▶ **Task statement**
From the records below, copy the lines that include "serde".

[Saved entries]
+ + + + +

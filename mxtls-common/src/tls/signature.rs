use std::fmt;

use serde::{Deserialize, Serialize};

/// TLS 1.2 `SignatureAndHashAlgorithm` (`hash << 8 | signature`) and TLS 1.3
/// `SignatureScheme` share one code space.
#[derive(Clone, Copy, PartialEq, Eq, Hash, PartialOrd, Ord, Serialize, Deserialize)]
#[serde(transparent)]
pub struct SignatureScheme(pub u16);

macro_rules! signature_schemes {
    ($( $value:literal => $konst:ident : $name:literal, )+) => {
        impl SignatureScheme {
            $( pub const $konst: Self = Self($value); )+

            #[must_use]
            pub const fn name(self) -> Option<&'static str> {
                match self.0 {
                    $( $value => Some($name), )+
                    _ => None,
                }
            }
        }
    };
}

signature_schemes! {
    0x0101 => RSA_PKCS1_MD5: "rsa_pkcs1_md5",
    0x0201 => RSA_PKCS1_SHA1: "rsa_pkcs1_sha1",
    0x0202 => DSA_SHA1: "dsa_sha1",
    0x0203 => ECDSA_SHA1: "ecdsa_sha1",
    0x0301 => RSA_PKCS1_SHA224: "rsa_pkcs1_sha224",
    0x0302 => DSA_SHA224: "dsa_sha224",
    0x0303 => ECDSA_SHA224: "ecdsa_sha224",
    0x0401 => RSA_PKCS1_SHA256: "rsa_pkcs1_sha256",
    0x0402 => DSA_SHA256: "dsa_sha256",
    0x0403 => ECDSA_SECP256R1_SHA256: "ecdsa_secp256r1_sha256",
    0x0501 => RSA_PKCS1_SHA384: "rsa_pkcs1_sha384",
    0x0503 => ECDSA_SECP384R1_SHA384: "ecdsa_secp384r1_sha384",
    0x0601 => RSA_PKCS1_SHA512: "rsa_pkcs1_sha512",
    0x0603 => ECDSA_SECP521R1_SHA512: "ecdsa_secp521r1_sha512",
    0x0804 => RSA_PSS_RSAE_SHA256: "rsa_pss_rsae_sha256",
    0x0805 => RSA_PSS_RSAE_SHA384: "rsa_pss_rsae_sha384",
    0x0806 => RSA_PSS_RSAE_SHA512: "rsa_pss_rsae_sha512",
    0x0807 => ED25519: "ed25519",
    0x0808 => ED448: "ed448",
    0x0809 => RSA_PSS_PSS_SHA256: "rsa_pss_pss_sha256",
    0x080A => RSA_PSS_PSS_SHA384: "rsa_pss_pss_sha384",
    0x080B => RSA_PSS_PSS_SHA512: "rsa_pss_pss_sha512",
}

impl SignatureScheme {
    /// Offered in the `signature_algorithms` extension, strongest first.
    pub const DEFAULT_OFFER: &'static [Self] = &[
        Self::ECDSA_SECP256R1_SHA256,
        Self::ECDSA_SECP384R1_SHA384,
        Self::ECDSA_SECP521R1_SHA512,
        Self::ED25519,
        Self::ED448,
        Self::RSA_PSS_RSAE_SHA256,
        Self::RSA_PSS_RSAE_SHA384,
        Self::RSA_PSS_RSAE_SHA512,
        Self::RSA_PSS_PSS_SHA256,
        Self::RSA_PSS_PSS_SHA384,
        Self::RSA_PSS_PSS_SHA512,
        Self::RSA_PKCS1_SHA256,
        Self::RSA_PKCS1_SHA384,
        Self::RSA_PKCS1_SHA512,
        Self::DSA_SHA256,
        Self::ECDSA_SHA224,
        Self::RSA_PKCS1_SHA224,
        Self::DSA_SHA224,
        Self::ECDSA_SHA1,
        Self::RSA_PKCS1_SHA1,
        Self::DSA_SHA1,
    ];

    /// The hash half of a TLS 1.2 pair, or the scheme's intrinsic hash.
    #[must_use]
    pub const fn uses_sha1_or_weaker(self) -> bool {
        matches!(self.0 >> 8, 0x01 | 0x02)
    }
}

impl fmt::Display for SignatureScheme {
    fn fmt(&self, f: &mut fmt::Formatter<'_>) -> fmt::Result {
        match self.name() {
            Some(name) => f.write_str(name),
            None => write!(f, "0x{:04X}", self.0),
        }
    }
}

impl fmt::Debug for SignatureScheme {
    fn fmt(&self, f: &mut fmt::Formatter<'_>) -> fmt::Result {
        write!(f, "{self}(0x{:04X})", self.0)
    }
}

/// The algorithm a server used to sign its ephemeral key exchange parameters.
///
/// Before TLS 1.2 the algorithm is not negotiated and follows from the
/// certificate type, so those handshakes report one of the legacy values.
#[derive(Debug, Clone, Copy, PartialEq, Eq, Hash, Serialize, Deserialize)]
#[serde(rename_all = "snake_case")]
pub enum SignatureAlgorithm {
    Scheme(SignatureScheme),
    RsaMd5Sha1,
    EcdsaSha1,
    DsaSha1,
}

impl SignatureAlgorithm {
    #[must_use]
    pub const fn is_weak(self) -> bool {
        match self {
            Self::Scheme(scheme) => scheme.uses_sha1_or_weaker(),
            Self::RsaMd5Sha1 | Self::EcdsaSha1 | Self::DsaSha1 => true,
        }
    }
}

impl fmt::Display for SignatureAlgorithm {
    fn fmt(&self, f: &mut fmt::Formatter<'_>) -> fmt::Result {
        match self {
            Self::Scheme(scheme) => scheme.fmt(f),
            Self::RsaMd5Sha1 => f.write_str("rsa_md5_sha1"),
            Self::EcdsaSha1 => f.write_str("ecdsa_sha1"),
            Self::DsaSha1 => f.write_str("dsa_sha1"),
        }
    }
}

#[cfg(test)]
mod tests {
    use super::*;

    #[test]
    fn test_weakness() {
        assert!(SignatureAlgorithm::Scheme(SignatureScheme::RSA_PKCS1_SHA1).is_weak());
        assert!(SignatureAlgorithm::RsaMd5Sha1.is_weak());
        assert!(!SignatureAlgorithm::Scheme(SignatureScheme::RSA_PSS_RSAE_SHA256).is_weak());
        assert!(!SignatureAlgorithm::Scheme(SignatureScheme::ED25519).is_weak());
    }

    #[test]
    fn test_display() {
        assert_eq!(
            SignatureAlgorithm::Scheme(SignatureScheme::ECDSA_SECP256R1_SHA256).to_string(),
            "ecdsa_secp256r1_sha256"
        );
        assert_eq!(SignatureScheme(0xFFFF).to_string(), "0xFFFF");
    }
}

+ + + + +

▶ **Answer section**
use serde::{Deserialize, Serialize};
#[serde(transparent)]
#[serde(rename_all = "snake_case")]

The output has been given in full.